By Caroline Kubzansky and Alice Yin with the Chicago Tribune
Published: Aug 28, 2023 at 7:02 pm
Elected officials and advocates called for empathy Monday toward people with substance abuse disorders and increased options for treating and preventing opioid overdoses.
In his address to the crowd of volunteers, supporters and onlookers in Chicago’s Federal Plaza ahead of International Overdose Awareness Day on Thursday, Mayor Brandon Johnson repeated his campaign promise on so- called Treatment Not Trauma and called for a “public health approach” to
reduce opioid deaths in Chicago.
“We must not criminalize and further harm our brothers and sisters in need,” Johnson said before dozens of volunteers and bystanders. “Substance use and abuse ... creates a ripple effect of devastation in our families and neighborhoods.”
“We must extend care,” he added, “not judgment.”
Volunteers circulated in T-shirts that said “Keep calm and spray it in their nose” in reference to naloxone, a drug that reverses the effects of a drug overdose. Others chatted with passersby at a table laden with photographs and bearing a sign that read “Ask me about my dead kid.”
At a separate table run by Felicia Miceli, 64, of Bartlett, and Roger Stefani, 67, of Willowbrook, passersby could help contribute to an art installation about losing loved ones to drug overdoses.
Miceli and Stefani met through their advocacy work after they each lost sons to overdoses, they said. Stefani’s son Matthew died in 2015 at 22. Miceli’s son Louie died in 2012 at 24. Both described their children as having had big personalities.
“We think they’re friends in heaven,” Miceli said.
They said they hoped to bring their art installation to community centers around the state to increase awareness about the risks of opioids and reduce people’s negative assumptions about those with substance use disorders.
Reducing the stigma and assumptions around substance abuse was a primary goal for Mary Roberson, 69, who said she wanted to “put a face and voice to recovery.”
Roberson has been in recovery for 31 years from opioid abuse, she said. She wants to dispel a common assumption that people with substance abuse disorders are using drugs because of a character failing rather than because they are suffering from a disease.
“They think it’s a moral issue and it’s not,” Roberson said.
The Illinois Harm Reduction Coalition works to provide safe supplies for people who use drugs and support people in recovery from drug addiction, according to the organization’s website.
One of its goals is to establish safe injection sites, also known as overdose prevention or supervised consumption sites.
The question of whether to establish these sites in Chicago cropped up during the mayoral race this year.
In a WBEZ/Sun-Times candidates questionnaire before Johnson advanced to the runoff and became the eventual winner, he was listed as a “No” for a question on whether he supports “safe consumption sites,” defined as a space that allows use of “pre-obtained illegal drugs under the supervision of trained health workers.”
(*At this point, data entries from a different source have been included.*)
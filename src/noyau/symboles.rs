// src/noyau/symboles.rs
//
// Table de symboles fermée : seuls les noms listés ici sont appelables.
// Ajouter une fonction = ajouter un cas d'enum + une ligne de table,
// jamais un enregistrement dynamique.

/// Fonctions unaires du noyau.
///
/// `SinDeg`/`CosDeg`/`TanDeg` sont des étiquettes internes posées par la
/// phase de marquage du mode degrés (voir mode.rs) ; elles n'ont pas de nom
/// de surface et ne doivent jamais atteindre l'évaluateur.
#[derive(Clone, Copy, Debug, PartialEq, Eq)]
pub enum Fonction {
    Sqrt,
    Log, // logarithme népérien ; « ln » est un alias de surface
    Exp,
    Abs,
    Sin,
    Cos,
    Tan,
    Asin,
    Acos,
    Atan,
    SinDeg,
    CosDeg,
    TanDeg,
}

impl Fonction {
    pub fn nom(self) -> &'static str {
        match self {
            Fonction::Sqrt => "sqrt",
            Fonction::Log => "log",
            Fonction::Exp => "exp",
            Fonction::Abs => "abs",
            Fonction::Sin => "sin",
            Fonction::Cos => "cos",
            Fonction::Tan => "tan",
            Fonction::Asin => "asin",
            Fonction::Acos => "acos",
            Fonction::Atan => "atan",
            Fonction::SinDeg => "sin_deg",
            Fonction::CosDeg => "cos_deg",
            Fonction::TanDeg => "tan_deg",
        }
    }
}

/// Constantes nommées.
#[derive(Clone, Copy, Debug, PartialEq, Eq)]
pub enum Constante {
    Pi,
    E,
}

impl Constante {
    pub fn nom(self) -> &'static str {
        match self {
            Constante::Pi => "π",
            Constante::E => "e",
        }
    }
}

/// Noms de fonctions reconnus (les noms arrivent déjà en minuscules).
/// « log » et « ln » partagent le même noyau népérien, distingués par le
/// nom au moment du parse seulement.
pub fn fonction_depuis_nom(nom: &str) -> Option<Fonction> {
    match nom {
        "sqrt" => Some(Fonction::Sqrt),
        "log" | "ln" => Some(Fonction::Log),
        "exp" => Some(Fonction::Exp),
        "abs" => Some(Fonction::Abs),
        "sin" => Some(Fonction::Sin),
        "cos" => Some(Fonction::Cos),
        "tan" => Some(Fonction::Tan),
        "asin" => Some(Fonction::Asin),
        "acos" => Some(Fonction::Acos),
        "atan" => Some(Fonction::Atan),
        _ => None,
    }
}

pub fn constante_depuis_nom(nom: &str) -> Option<Constante> {
    match nom {
        "pi" => Some(Constante::Pi),
        "e" => Some(Constante::E),
        _ => None,
    }
}

#[cfg(test)]
mod tests {
    use super::*;

    #[test]
    fn table_fermee() {
        assert_eq!(fonction_depuis_nom("sin"), Some(Fonction::Sin));
        assert_eq!(fonction_depuis_nom("ln"), Some(Fonction::Log));
        assert_eq!(fonction_depuis_nom("log"), Some(Fonction::Log));
        assert_eq!(fonction_depuis_nom("sinh"), None);
        // les étiquettes internes n'ont pas de nom de surface
        assert_eq!(fonction_depuis_nom("sin_deg"), None);
    }

    #[test]
    fn constantes() {
        assert_eq!(constante_depuis_nom("pi"), Some(Constante::Pi));
        assert_eq!(constante_depuis_nom("e"), Some(Constante::E));
        assert_eq!(constante_depuis_nom("phi"), None);
    }
}
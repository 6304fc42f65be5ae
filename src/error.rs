//! Error taxonomy for this core.
//!
//! Soft outcomes (Master-Abort, Target-Abort) are not errors: they are
//! fully-recovered, valid results of [`crate::transaction::perform`] and
//! live in [`crate::transaction::TransactionOutcome`] instead. Everything
//! in [`FaultError`] is fatal and is only ever handed to
//! [`crate::bus::Bus::fault`], which never returns.

/// A fatal protocol condition. Every variant here ends the bus's usable
/// lifetime: the crate's only consumer of this type is the fault sink.
#[derive(Debug, Clone, Copy, thiserror::Error)]
pub enum FaultError {
    /// FRAME# or IRDY# was found asserted while the bus was expected idle,
    /// or DEVSEL#/TRDY# was still asserted after a transaction returned to
    /// idle.
    #[error("protocol violation: {0}")]
    ProtocolViolation(&'static str),

    /// The target-supplied data parity did not match the value this master
    /// computed over the data word and byte-enable mask.
    #[error("parity error: target drove PAR={par}, expected {expected}")]
    Parity { par: bool, expected: bool },

    /// The target asked for Target-Retry. This core does not implement
    /// retry: the commodity NICs it targets never issue one, so recovering
    /// from it was never built.
    #[error("target requested retry, which this core does not implement")]
    UnimplementedRetry,

    /// A 16-bit access was requested at an address whose low two bits are
    /// `01` or `11`.
    #[error("unaligned 16-bit access at address {0:#x}")]
    UnalignedAccess(u32),
}
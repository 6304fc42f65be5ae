//! A recording mock GPIO substrate, used only by this crate's own test
//! suite in place of real silicon.
//!
//! Every pin shares a [`Trace`] that records every operation, in order, so
//! a test can assert on the sequence control lines and the data bus were
//! touched in rather than just their final state. The clock index comes
//! from a shared rising-edge counter: every
//! `CLK.set_high()` ticks it, and a [`MockTarget`]'s script is indexed by
//! that same counter, so a scripted target reacting "on clock N" means
//! exactly what it says regardless of how [`crate::transaction::perform`]
//! is internally structured.

extern crate alloc;

use alloc::rc::Rc;
use alloc::vec::Vec;
use core::cell::{Cell, RefCell};

use embedded_hal::digital::{Error, ErrorKind, ErrorType, OutputPin, PinState};

use crate::pins::{ControlPin, ParityPin, Pins, WideBus, WideOutBus};

/// One entry in a [`Trace`]: which line moved, and what happened to it.
#[derive(Debug, Clone, PartialEq, Eq)]
pub enum Event {
    OutputMode(&'static str),
    Tristate(&'static str),
    DriveHigh(&'static str),
    DriveLow(&'static str),
    SetWide(&'static str, u32),
    SetBit(&'static str, bool),
    Get(&'static str),
}

/// The shared log every mock pin in a [`MockPins`] appends to.
#[derive(Debug, Default, Clone)]
pub struct Trace(Rc<RefCell<Vec<Event>>>);

impl Trace {
    pub fn new() -> Self {
        Trace(Rc::new(RefCell::new(Vec::new())))
    }

    fn push(&self, event: Event) {
        self.0.borrow_mut().push(event);
    }

    pub fn events(&self) -> Vec<Event> {
        self.0.borrow().clone()
    }
}

/// Standalone mock for a single control line, used directly by
/// [`crate::control`]'s unit tests without a full [`MockPins`] bring-up.
#[derive(Debug, Default)]
pub struct MockControlPin {
    pub is_output: bool,
    pub level_high: bool,
}

impl ControlPin for MockControlPin {
    fn output_mode(&mut self) {
        self.is_output = true;
    }

    fn drive_high(&mut self) {
        self.level_high = true;
    }

    fn drive_low(&mut self) {
        self.level_high = false;
    }

    fn tristate(&mut self) {
        self.is_output = false;
    }

    fn is_asserted(&mut self) -> bool {
        !self.level_high
    }
}

/// What a scripted target does once `clock` rising edges have elapsed:
/// whether it is asserting DEVSEL#/TRDY#/STOP#, and what it drives onto
/// AD/PAR while the master has those lines tri-stated.
#[derive(Debug, Clone, Copy, Default)]
pub struct TargetAction {
    pub assert_devsel: bool,
    pub assert_trdy: bool,
    pub assert_stop: bool,
    pub drive_ad: Option<u32>,
    pub drive_par: Option<bool>,
}

/// A scripted PCI target: a per-clock list of [`TargetAction`]s, indexed by
/// the number of CLK rising edges [`MockPins`] has driven so far. Reading
/// past the end of the script repeats [`TargetAction::default`] (nothing
/// asserted) forever, which is exactly "target never claims the bus".
#[derive(Debug, Default, Clone)]
pub struct MockTarget {
    pub script: Vec<TargetAction>,
}

impl MockTarget {
    pub fn new(script: Vec<TargetAction>) -> Self {
        MockTarget { script }
    }

    fn at(&self, clock: u32) -> TargetAction {
        self.script.get(clock as usize).copied().unwrap_or_default()
    }
}

type Clock = Rc<Cell<u32>>;
type SharedTarget = Rc<RefCell<MockTarget>>;

/// A named control line backed by a shared [`Trace`] and, for DEVSEL#/
/// TRDY#/STOP#, a [`SharedTarget`] it consults whenever the master samples
/// it while it is not the one driving it.
#[derive(Debug)]
pub struct MockControlLine {
    name: &'static str,
    trace: Trace,
    is_output: bool,
    level_high: bool,
    clock: Clock,
    target: SharedTarget,
    read: fn(&TargetAction) -> bool,
}

impl MockControlLine {
    fn new(name: &'static str, trace: Trace, clock: Clock, target: SharedTarget, read: fn(&TargetAction) -> bool) -> Self {
        MockControlLine { name, trace, is_output: false, level_high: true, clock, target, read }
    }
}

impl ControlPin for MockControlLine {
    fn output_mode(&mut self) {
        self.is_output = true;
        self.trace.push(Event::OutputMode(self.name));
    }

    fn drive_high(&mut self) {
        self.level_high = true;
        self.trace.push(Event::DriveHigh(self.name));
    }

    fn drive_low(&mut self) {
        self.level_high = false;
        self.trace.push(Event::DriveLow(self.name));
    }

    fn tristate(&mut self) {
        self.is_output = false;
        self.trace.push(Event::Tristate(self.name));
    }

    fn is_asserted(&mut self) -> bool {
        self.trace.push(Event::Get(self.name));
        if self.is_output {
            !self.level_high
        } else {
            (self.read)(&self.target.borrow().at(self.clock.get()))
        }
    }
}

/// The AD bus, backed by a shared [`Trace`]. Consults the [`SharedTarget`]
/// on `get()`, since a read's data word comes from whatever the target is
/// driving while AD is tri-stated.
#[derive(Debug)]
pub struct MockAdLine {
    trace: Trace,
    is_output: bool,
    value: u32,
    clock: Clock,
    target: SharedTarget,
}

impl MockAdLine {
    fn new(trace: Trace, clock: Clock, target: SharedTarget) -> Self {
        MockAdLine { trace, is_output: false, value: 0, clock, target }
    }
}

impl WideBus for MockAdLine {
    fn output_mode(&mut self) {
        self.is_output = true;
        self.trace.push(Event::OutputMode("AD"));
    }

    fn tristate(&mut self) {
        self.is_output = false;
        self.trace.push(Event::Tristate("AD"));
    }

    fn set(&mut self, value: u32) {
        self.value = value;
        self.trace.push(Event::SetWide("AD", value));
    }

    fn get(&mut self) -> u32 {
        self.trace.push(Event::Get("AD"));
        self.target.borrow().at(self.clock.get()).drive_ad.unwrap_or(self.value)
    }
}

/// The C/BE bus: master-only, never sampled, so it carries no target link.
#[derive(Debug)]
pub struct MockCbeLine {
    trace: Trace,
    is_output: bool,
    value: u32,
}

impl MockCbeLine {
    fn new(trace: Trace) -> Self {
        MockCbeLine { trace, is_output: false, value: 0 }
    }
}

impl WideOutBus for MockCbeLine {
    fn output_mode(&mut self) {
        self.is_output = true;
        self.trace.push(Event::OutputMode("C/BE#"));
    }

    fn tristate(&mut self) {
        self.is_output = false;
        self.trace.push(Event::Tristate("C/BE#"));
    }

    fn set(&mut self, value: u32) {
        self.value = value;
        self.trace.push(Event::SetWide("C/BE#", value));
    }
}

/// PAR, backed by a shared [`Trace`] and the [`SharedTarget`] (consulted by
/// `get()`, when the target is driving read-data parity).
#[derive(Debug)]
pub struct MockParPin {
    trace: Trace,
    is_output: bool,
    value: bool,
    clock: Clock,
    target: SharedTarget,
}

impl MockParPin {
    fn new(trace: Trace, clock: Clock, target: SharedTarget) -> Self {
        MockParPin { trace, is_output: false, value: false, clock, target }
    }
}

impl ParityPin for MockParPin {
    fn output_mode(&mut self) {
        self.is_output = true;
        self.trace.push(Event::OutputMode("PAR"));
    }

    fn tristate(&mut self) {
        self.is_output = false;
        self.trace.push(Event::Tristate("PAR"));
    }

    fn set(&mut self, value: bool) {
        self.value = value;
        self.trace.push(Event::SetBit("PAR", value));
    }

    fn get(&mut self) -> bool {
        self.trace.push(Event::Get("PAR"));
        self.target.borrow().at(self.clock.get()).drive_par.unwrap_or(self.value)
    }
}

/// An `embedded-hal` output pin, for CLK and IDSEL. CLK additionally ticks
/// the shared rising-edge [`Clock`] on every `set_high()`.
#[derive(Debug)]
pub struct MockOutputPin {
    name: &'static str,
    trace: Trace,
    clock: Option<Clock>,
    pub high: bool,
}

impl MockOutputPin {
    fn new(name: &'static str, trace: Trace) -> Self {
        MockOutputPin { name, trace, clock: None, high: false }
    }

    fn clocked(name: &'static str, trace: Trace, clock: Clock) -> Self {
        MockOutputPin { name, trace, clock: Some(clock), high: false }
    }
}

#[derive(Debug, Clone, Copy)]
pub struct MockPinError;

impl Error for MockPinError {
    fn kind(&self) -> ErrorKind {
        ErrorKind::Other
    }
}

impl ErrorType for MockOutputPin {
    type Error = MockPinError;
}

impl OutputPin for MockOutputPin {
    fn set_high(&mut self) -> Result<(), Self::Error> {
        self.high = true;
        self.trace.push(Event::DriveHigh(self.name));
        if let Some(clock) = &self.clock {
            clock.set(clock.get() + 1);
        }
        Ok(())
    }

    fn set_low(&mut self) -> Result<(), Self::Error> {
        self.high = false;
        self.trace.push(Event::DriveLow(self.name));
        Ok(())
    }

    fn set_state(&mut self, state: PinState) -> Result<(), Self::Error> {
        match state {
            PinState::High => self.set_high(),
            PinState::Low => self.set_low(),
        }
    }
}

/// A complete mock [`Pins`] bring-up: every line shares one [`Trace`] and
/// one rising-edge [`Clock`], and DEVSEL#/TRDY#/STOP#/AD/PAR all consult
/// the same [`MockTarget`].
pub struct MockPins {
    pub trace: Trace,
    clock: Clock,
    target: SharedTarget,
    ad: MockAdLine,
    cbe: MockCbeLine,
    par: MockParPin,
    clk: MockOutputPin,
    idsel: MockOutputPin,
    rst: MockOutputPin,
    frame: MockControlLine,
    irdy: MockControlLine,
    trdy: MockControlLine,
    devsel: MockControlLine,
    stop: MockControlLine,
}

impl MockPins {
    /// A bus with no target attached: every line the target would drive
    /// reads as "never asserted" / `0`, which is exactly scenario S2
    /// (master-abort, nobody claims the bus).
    pub fn new() -> Self {
        Self::with_target(MockTarget::default())
    }

    pub fn with_target(target: MockTarget) -> Self {
        let trace = Trace::new();
        let clock: Clock = Rc::new(Cell::new(0));
        let target: SharedTarget = Rc::new(RefCell::new(target));
        MockPins {
            ad: MockAdLine::new(trace.clone(), clock.clone(), target.clone()),
            cbe: MockCbeLine::new(trace.clone()),
            par: MockParPin::new(trace.clone(), clock.clone(), target.clone()),
            clk: MockOutputPin::clocked("CLK", trace.clone(), clock.clone()),
            idsel: MockOutputPin::new("IDSEL", trace.clone()),
            rst: MockOutputPin::new("RST#", trace.clone()),
            frame: MockControlLine::new("FRAME#", trace.clone(), clock.clone(), target.clone(), |_| false),
            irdy: MockControlLine::new("IRDY#", trace.clone(), clock.clone(), target.clone(), |_| false),
            trdy: MockControlLine::new("TRDY#", trace.clone(), clock.clone(), target.clone(), |a| a.assert_trdy),
            devsel: MockControlLine::new("DEVSEL#", trace.clone(), clock.clone(), target.clone(), |a| a.assert_devsel),
            stop: MockControlLine::new("STOP#", trace.clone(), clock.clone(), target.clone(), |a| a.assert_stop),
            trace,
            clock,
            target,
        }
    }

    /// Rising edges elapsed so far, for tests that want to assert on
    /// exactly how many clocks a transaction took.
    pub fn clock(&self) -> u32 {
        self.clock.get()
    }
}

impl Default for MockPins {
    fn default() -> Self {
        Self::new()
    }
}

impl Pins for MockPins {
    type Ad = MockAdLine;
    type Cbe = MockCbeLine;
    type Par = MockParPin;
    type Clk = MockOutputPin;
    type IdSel = MockOutputPin;
    type Rst = MockOutputPin;
    type Frame = MockControlLine;
    type Irdy = MockControlLine;
    type Trdy = MockControlLine;
    type Devsel = MockControlLine;
    type Stop = MockControlLine;

    fn ad(&mut self) -> &mut Self::Ad {
        &mut self.ad
    }

    fn cbe(&mut self) -> &mut Self::Cbe {
        &mut self.cbe
    }

    fn par(&mut self) -> &mut Self::Par {
        &mut self.par
    }

    fn clk(&mut self) -> &mut Self::Clk {
        &mut self.clk
    }

    fn idsel(&mut self) -> &mut Self::IdSel {
        &mut self.idsel
    }

    fn rst(&mut self) -> &mut Self::Rst {
        &mut self.rst
    }

    fn frame(&mut self) -> &mut Self::Frame {
        &mut self.frame
    }

    fn irdy(&mut self) -> &mut Self::Irdy {
        &mut self.irdy
    }

    fn trdy(&mut self) -> &mut Self::Trdy {
        &mut self.trdy
    }

    fn devsel(&mut self) -> &mut Self::Devsel {
        &mut self.devsel
    }

    fn stop(&mut self) -> &mut Self::Stop {
        &mut self.stop
    }
}

#[cfg(test)]
mod tests {
    use super::*;

    #[test]
    fn trace_is_shared_across_all_lines() {
        let mut pins = MockPins::new();
        pins.frame().output_mode();
        pins.ad().set(0xdead_beef);
        let events = pins.trace.events();
        assert_eq!(events[0], Event::OutputMode("FRAME#"));
        assert_eq!(events[1], Event::SetWide("AD", 0xdead_beef));
    }

    #[test]
    fn target_script_is_indexed_by_rising_edge_count() {
        let mut pins = MockPins::with_target(MockTarget::new(alloc::vec![
            TargetAction::default(),
            TargetAction::default(),
            TargetAction { assert_devsel: true, drive_ad: Some(0x1234_5678), ..Default::default() },
        ]));
        assert!(!pins.devsel().is_asserted());
        pins.clk().set_high().unwrap();
        pins.clk().set_low().unwrap();
        assert!(!pins.devsel().is_asserted());
        pins.clk().set_high().unwrap();
        pins.clk().set_low().unwrap();
        assert!(pins.devsel().is_asserted());
        assert_eq!(pins.ad().get(), 0x1234_5678);
    }
}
Johnson’s original answer read: “My brother Leon was my hero. A husband and father, he struggled with mental illness and died addicted and unhoused. He needed more than a safe consumption site. He needed mental health care.
And a home.
Given Chicago’s history, these sites would most likely be on the South and West sides, further burdening already struggling neighborhoods. There are other ways to address the drug epidemic and aid those in need, while also protecting our communities.”
But after some criticism from progressives on X, the platform formerly known as Twitter, the candidate hedged his reply before reversing course.
“It’s not either/or,” Johnson’s account replied underneath a post that offered to buy him a coffee and change his mind on safe consumption sites. “It’s ‘we need more.’ I’ve lost family to mental illness, addiction and homelessness. I want to go beyond safe consumption sites to address mental health care and unhoused. I also believe sites should be accessible to those in need throughout our city.”
Another account later that day pushed him to “please explain,” and Johnson came out in definitive support of safe injection sites.
“I support safe consumption sites *and* need for resources, especially in underserved Black/Brown communities,” Johnson’s account posted. “I have two brothers who have struggled with addiction — one dead, one we are still caring for — so this is personal. I should have offered more clarity. Thank you.”
Legislation to establish safe injection sites throughout Illinois, HB0002, was submitted in the Illinois House of Representatives but has so far languished.